Non è sempre libero di muoversi come vorrebbe. Al-Tayyib è il più importante esponente religioso dell’Egitto sunnita, a capo di una università che è una realtà culturale e religiosa enorme. Che dà istruzione ai più poveri, anche agli “scarti” della società. Dove i Fratelli Musulmani reclutavano i loro militanti. Quando è sceso il gelo in seguito al discorso di Benedetto XVI a Ratisbona nel 2006, con il fraintendimento del ragionamento di Ratzinger, credo che Al-Tayyib si sia limitato a interpretarlo secondo quanto riportava Al Jazeera. Ma dobbiamo guardare a tutta la realtà. A quanto sta accadendo oggi.
Cosa si attende dal viaggio di Francesco?

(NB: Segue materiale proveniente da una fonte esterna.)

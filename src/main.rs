//! Zoom Beacon - Entry Point
//!
//! Initializes logging, locates the controller, and runs the sync loop
//! until a termination signal arrives.

use anyhow::{Context, Result};
use hidapi::HidApi;
use tracing::info;
use tracing_subscriber::{layer::SubscriberExt, util::SubscriberInitExt, EnvFilter};

use zoom_beacon::hid::{locate, DeviceDescriptor};
use zoom_beacon::sync::SyncLoop;

#[tokio::main]
async fn main() -> Result<()> {
    // Initialize logging
    tracing_subscriber::registry()
        .with(EnvFilter::try_from_default_env().unwrap_or_else(|_| EnvFilter::new("info")))
        .with(tracing_subscriber::fmt::layer())
        .init();

    info!("Starting Zoom Beacon");

    let api = HidApi::new().context("Failed to initialize HID API")?;
    let descriptor = DeviceDescriptor::default();

    match locate(&api, &descriptor)? {
        Some(device) => {
            let sync = SyncLoop::new(device);
            tokio::select! {
                _ = sync.run() => {}
                _ = shutdown_signal() => {}
            }
        }
        None => {
            // The advisory was already logged by locate(); stay alive until
            // terminated, matching the device-present lifecycle
            info!("Connect the controller and restart to begin syncing");
            shutdown_signal().await;
        }
    }

    info!("Shutting down");
    Ok(())
}

/// Resolves when SIGINT or SIGTERM arrives
async fn shutdown_signal() {
    use tokio::signal::unix::{signal, SignalKind};

    let ctrl_c = tokio::signal::ctrl_c();
    match signal(SignalKind::terminate()) {
        Ok(mut term) => {
            tokio::select! {
                _ = ctrl_c => info!("Received SIGINT"),
                _ = term.recv() => info!("Received SIGTERM"),
            }
        }
        Err(_) => {
            let _ = ctrl_c.await;
            info!("Received SIGINT");
        }
    }
}
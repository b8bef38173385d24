//! AppleScript probe for Zoom's meeting state
//!
//! Zoom exposes no public API for mute/camera state. The probe inspects the
//! "Meeting" menu through System Events: the menu only exists while a
//! meeting is active, and its items flip between "Unmute audio"/"Mute audio"
//! and "Start video"/"Stop video" with the actual state.

use tokio::process::Command;
use tracing::debug;

use super::error::StatusError;
use super::snapshot::StatusSnapshot;

/// AppleScript source, embedded so the binary is self-contained
const STATUS_SCRIPT: &str = include_str!("zoom_status.applescript");

/// Queries Zoom for the current meeting state
#[derive(Debug, Default)]
pub struct ZoomStatusProvider;

impl ZoomStatusProvider {
    pub fn new() -> Self {
        Self
    }

    /// Run the probe once and parse its output.
    ///
    /// No timeout is enforced here; the sync loop's in-flight guard keeps a
    /// hung probe from stacking up polls.
    pub async fn query(&self) -> Result<StatusSnapshot, StatusError> {
        let output = Command::new("osascript")
            .arg("-e")
            .arg(STATUS_SCRIPT)
            .output()
            .await?;

        if !output.status.success() {
            let stderr = String::from_utf8_lossy(&output.stderr);
            return Err(StatusError::Script(stderr.trim().to_string()));
        }

        let snapshot: StatusSnapshot = serde_json::from_slice(&output.stdout)?;
        debug!(?snapshot, "Status probe result");
        Ok(snapshot)
    }
}
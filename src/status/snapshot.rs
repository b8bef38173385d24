//! Zoom state as observed at one poll

use serde::Deserialize;

/// Whether Zoom is running and in a meeting
#[derive(Debug, Clone, Copy, PartialEq, Eq, Deserialize)]
pub enum CallState {
    /// Zoom is not running
    #[serde(rename = "closed")]
    Closed,
    /// Zoom is running but no meeting is active
    #[serde(rename = "open")]
    Open,
    /// A meeting is active
    #[serde(rename = "call")]
    InCall,
}

/// Microphone state inside a meeting
#[derive(Debug, Clone, Copy, PartialEq, Eq, Deserialize)]
#[serde(rename_all = "lowercase")]
pub enum MuteState {
    Muted,
    Unmuted,
}

/// Camera state inside a meeting
#[derive(Debug, Clone, Copy, PartialEq, Eq, Deserialize)]
pub enum VideoState {
    #[serde(rename = "stop")]
    Stopped,
    #[serde(rename = "start")]
    Started,
}

/// One observation of Zoom's state, produced fresh every poll
///
/// `mute` and `video` are only reported while a meeting is active; a
/// `{"stat":"closed"}` payload omits them.
#[derive(Debug, Clone, Copy, PartialEq, Eq, Deserialize)]
pub struct StatusSnapshot {
    #[serde(rename = "stat")]
    pub call: CallState,
    #[serde(default)]
    pub mute: Option<MuteState>,
    #[serde(default)]
    pub video: Option<VideoState>,
}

Sono convinto che la visita del Papa sarà un avvenimento per il popolo egiziano. Ma non possiamo aspettarci le conseguenze di un avvenimento. C’è sempre una sorpresa. Per questo mi attendo tante sorprese da questa visita. Non voglio parlare delle autorità. Le autorità in sé non possono cambiare nulla. Sono le persone, è il cambiamento del cuore dei singoli che fa il cambiamento. Non dimentichiamoci di un precedente.
A quale si riferisce?
Papa Francesco è il secondo Francesco che va in Egitto. Ci è andato per primo Francesco d’Assisi, coi crociati. I crociati finirono sconfitti. Non ottengono nulla. Quello che è rimasto è stato l’incontro del più debole, quello di Francesco con il sultano. Con la sua umiltà, Francesco non era andato per predicare, ma per testimoniare la sua fede. Ecco perché il sultano lo ha accolto. E quella testimonianza ha aperto l’Egitto. È la lezione della storia. La testimonianza del Papa è proprio questa, di svelare all’uomo il bene che ha in sé. Per questo sono fiducioso che la sua visita possa cambiare tante persone. Tutti vogliono incontrarlo. Il presidente, le autorità religiose della Chiesa ortodossa e di al-Azhar. Non perché Francesco dice cose buone sull’Islam, ma perché ha la capacità di far vedere a tutti il bene e il bello che ogni persona ha in sé. Tutti parlano dei pericoli, del male. Dei demoni. Lui indica il bene e il bello che c’è nell’uomo. È l’unico che ci fa vedere gli angeli.